• HOW TO COMPLETE THIS TASK: Look through the records, and whenever a line includes the word "ReplyJob", copy it.
________________________________________
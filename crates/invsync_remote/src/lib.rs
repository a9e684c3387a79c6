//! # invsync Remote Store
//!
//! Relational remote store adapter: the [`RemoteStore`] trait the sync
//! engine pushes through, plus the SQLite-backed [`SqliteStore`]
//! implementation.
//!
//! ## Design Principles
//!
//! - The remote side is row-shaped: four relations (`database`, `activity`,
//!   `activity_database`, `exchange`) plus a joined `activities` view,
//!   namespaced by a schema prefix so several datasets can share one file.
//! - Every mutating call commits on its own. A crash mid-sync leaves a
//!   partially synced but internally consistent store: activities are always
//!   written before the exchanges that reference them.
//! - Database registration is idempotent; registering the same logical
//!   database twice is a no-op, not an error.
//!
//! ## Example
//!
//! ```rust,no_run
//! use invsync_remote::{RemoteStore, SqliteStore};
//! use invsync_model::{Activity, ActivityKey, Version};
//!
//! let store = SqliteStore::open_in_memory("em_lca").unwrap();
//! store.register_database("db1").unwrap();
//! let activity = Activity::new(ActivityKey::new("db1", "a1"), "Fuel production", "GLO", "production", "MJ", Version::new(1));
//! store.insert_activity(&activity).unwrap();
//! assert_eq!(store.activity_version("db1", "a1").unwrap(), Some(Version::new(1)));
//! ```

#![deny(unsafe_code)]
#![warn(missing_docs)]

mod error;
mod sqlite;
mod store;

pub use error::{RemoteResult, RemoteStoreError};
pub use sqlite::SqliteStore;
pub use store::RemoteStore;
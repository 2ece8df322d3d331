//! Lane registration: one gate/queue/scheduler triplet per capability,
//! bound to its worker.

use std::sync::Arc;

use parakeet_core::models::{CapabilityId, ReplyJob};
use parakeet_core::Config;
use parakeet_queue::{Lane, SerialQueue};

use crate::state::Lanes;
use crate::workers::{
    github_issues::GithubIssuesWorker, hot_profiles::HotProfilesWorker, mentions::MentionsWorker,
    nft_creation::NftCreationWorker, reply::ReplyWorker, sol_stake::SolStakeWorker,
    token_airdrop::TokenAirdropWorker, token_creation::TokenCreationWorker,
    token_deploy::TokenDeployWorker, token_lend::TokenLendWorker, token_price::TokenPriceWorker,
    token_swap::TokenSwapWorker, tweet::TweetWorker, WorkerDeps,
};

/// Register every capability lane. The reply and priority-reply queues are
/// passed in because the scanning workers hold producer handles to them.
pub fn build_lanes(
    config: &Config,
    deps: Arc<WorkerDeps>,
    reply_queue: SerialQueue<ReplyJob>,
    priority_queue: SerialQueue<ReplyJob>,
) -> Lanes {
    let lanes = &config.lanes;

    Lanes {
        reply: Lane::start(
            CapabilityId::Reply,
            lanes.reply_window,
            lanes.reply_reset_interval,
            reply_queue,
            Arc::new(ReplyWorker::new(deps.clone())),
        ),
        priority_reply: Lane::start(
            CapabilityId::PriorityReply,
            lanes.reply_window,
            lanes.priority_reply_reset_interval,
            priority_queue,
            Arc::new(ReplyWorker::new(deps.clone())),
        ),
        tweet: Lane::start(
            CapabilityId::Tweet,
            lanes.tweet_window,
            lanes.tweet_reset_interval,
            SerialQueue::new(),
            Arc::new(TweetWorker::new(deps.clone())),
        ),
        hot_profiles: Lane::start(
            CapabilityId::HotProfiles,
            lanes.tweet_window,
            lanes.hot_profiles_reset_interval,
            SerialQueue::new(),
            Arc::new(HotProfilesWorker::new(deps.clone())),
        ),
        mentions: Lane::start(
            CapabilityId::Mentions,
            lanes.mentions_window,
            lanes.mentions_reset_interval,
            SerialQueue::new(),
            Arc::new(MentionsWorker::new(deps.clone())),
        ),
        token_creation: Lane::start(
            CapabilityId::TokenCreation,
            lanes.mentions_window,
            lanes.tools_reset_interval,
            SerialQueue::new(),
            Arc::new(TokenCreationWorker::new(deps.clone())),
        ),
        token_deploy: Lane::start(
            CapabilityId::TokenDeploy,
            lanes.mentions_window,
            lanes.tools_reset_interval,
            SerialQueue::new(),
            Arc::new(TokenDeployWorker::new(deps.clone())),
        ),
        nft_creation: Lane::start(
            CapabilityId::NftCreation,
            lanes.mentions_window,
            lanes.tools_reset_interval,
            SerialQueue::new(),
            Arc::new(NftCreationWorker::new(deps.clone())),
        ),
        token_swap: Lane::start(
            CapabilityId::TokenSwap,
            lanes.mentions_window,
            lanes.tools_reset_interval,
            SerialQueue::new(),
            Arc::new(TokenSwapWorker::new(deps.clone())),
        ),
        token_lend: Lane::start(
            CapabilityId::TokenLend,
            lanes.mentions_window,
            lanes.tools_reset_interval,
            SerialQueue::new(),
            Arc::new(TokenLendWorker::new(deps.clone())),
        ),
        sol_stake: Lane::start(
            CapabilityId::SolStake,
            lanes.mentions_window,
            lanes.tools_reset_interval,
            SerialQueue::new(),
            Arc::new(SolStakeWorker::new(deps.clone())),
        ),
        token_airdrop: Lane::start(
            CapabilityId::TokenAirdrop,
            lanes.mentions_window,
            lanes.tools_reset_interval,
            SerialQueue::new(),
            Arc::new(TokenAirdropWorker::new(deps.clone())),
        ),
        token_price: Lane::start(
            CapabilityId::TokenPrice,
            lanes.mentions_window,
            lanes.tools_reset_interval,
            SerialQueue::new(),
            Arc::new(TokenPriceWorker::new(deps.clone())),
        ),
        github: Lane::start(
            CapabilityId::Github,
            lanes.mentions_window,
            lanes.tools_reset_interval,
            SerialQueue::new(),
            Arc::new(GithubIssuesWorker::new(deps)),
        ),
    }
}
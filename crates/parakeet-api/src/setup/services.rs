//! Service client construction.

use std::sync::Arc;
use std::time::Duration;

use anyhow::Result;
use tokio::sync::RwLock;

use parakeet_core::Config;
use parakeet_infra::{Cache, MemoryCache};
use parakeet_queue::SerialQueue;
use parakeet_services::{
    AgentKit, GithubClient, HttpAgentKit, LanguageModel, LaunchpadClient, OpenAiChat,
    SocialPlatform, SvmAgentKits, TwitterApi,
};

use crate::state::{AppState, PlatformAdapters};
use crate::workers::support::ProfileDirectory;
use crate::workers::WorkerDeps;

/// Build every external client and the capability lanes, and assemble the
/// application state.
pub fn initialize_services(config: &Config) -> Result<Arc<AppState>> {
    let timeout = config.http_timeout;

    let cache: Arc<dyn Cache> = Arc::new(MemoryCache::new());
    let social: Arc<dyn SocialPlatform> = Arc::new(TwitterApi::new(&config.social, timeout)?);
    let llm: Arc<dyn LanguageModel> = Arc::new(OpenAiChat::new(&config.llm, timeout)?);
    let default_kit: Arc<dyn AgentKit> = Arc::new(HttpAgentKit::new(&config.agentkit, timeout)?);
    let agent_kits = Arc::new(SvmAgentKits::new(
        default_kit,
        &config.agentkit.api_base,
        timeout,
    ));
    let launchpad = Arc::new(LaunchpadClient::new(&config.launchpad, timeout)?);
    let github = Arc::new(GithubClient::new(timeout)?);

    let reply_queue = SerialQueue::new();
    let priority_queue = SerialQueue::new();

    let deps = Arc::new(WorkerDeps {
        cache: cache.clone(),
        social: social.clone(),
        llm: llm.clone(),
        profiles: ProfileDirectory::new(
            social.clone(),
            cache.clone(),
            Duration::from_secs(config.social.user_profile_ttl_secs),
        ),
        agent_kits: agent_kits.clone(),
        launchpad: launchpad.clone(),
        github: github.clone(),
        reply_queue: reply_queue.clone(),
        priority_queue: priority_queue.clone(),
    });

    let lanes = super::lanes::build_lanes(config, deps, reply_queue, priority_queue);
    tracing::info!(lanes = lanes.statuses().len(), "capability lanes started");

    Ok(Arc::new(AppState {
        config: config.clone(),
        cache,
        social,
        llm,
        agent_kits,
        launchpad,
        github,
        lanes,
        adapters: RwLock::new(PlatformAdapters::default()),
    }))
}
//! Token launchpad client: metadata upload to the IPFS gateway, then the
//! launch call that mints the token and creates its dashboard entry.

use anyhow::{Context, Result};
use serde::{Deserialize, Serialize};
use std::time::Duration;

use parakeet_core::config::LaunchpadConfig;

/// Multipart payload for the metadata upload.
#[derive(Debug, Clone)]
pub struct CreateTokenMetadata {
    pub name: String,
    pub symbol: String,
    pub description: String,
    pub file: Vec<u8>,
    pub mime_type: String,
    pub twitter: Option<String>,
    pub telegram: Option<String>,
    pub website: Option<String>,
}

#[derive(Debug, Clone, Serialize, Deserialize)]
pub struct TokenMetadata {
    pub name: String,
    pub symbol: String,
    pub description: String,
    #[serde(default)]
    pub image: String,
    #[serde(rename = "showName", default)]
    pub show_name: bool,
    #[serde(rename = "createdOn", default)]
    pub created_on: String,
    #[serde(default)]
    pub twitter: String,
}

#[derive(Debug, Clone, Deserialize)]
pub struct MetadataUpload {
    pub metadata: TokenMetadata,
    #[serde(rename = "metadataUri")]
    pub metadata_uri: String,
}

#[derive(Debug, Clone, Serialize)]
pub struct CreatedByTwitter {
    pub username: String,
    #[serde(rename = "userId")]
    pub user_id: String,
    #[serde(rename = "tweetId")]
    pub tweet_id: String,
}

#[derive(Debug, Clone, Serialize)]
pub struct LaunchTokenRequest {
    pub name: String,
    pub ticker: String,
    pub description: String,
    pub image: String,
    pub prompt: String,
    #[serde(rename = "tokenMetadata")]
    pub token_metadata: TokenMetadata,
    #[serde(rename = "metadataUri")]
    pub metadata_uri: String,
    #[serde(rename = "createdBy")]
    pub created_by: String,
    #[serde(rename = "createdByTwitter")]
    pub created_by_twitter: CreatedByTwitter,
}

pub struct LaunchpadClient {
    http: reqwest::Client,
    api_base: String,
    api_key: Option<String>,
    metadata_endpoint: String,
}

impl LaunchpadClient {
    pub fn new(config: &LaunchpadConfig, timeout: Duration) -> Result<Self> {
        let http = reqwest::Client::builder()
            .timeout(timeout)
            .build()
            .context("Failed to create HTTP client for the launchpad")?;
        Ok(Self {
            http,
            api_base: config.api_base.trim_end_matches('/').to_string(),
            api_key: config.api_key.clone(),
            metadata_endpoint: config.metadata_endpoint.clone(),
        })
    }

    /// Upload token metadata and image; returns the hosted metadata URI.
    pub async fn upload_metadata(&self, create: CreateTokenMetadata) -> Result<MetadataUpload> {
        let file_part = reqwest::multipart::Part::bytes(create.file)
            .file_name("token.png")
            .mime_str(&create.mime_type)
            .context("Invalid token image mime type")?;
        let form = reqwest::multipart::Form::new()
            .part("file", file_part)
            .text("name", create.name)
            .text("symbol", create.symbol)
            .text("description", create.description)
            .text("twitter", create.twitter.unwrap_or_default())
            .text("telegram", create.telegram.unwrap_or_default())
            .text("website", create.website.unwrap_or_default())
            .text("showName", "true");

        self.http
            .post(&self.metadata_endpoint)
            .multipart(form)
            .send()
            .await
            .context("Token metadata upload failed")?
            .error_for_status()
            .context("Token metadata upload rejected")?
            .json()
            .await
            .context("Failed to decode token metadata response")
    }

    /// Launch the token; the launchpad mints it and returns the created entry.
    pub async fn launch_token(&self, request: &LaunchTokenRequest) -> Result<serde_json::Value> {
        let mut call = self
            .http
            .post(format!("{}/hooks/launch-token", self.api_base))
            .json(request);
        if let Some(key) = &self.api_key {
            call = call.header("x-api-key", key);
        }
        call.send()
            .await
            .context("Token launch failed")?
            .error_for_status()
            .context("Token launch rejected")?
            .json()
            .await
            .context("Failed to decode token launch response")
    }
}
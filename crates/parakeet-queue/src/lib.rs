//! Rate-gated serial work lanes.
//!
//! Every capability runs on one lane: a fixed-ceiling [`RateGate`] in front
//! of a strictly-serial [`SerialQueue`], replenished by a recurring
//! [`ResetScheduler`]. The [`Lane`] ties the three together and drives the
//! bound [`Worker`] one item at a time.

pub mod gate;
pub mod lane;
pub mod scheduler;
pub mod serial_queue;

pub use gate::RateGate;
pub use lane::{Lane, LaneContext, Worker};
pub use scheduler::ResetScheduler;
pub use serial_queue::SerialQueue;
________________________________________
• FINISHED EXERCISE:
use parakeet_core::models::{CapabilityId, ReplyJob};
    reply_queue: SerialQueue<ReplyJob>,
    priority_queue: SerialQueue<ReplyJob>,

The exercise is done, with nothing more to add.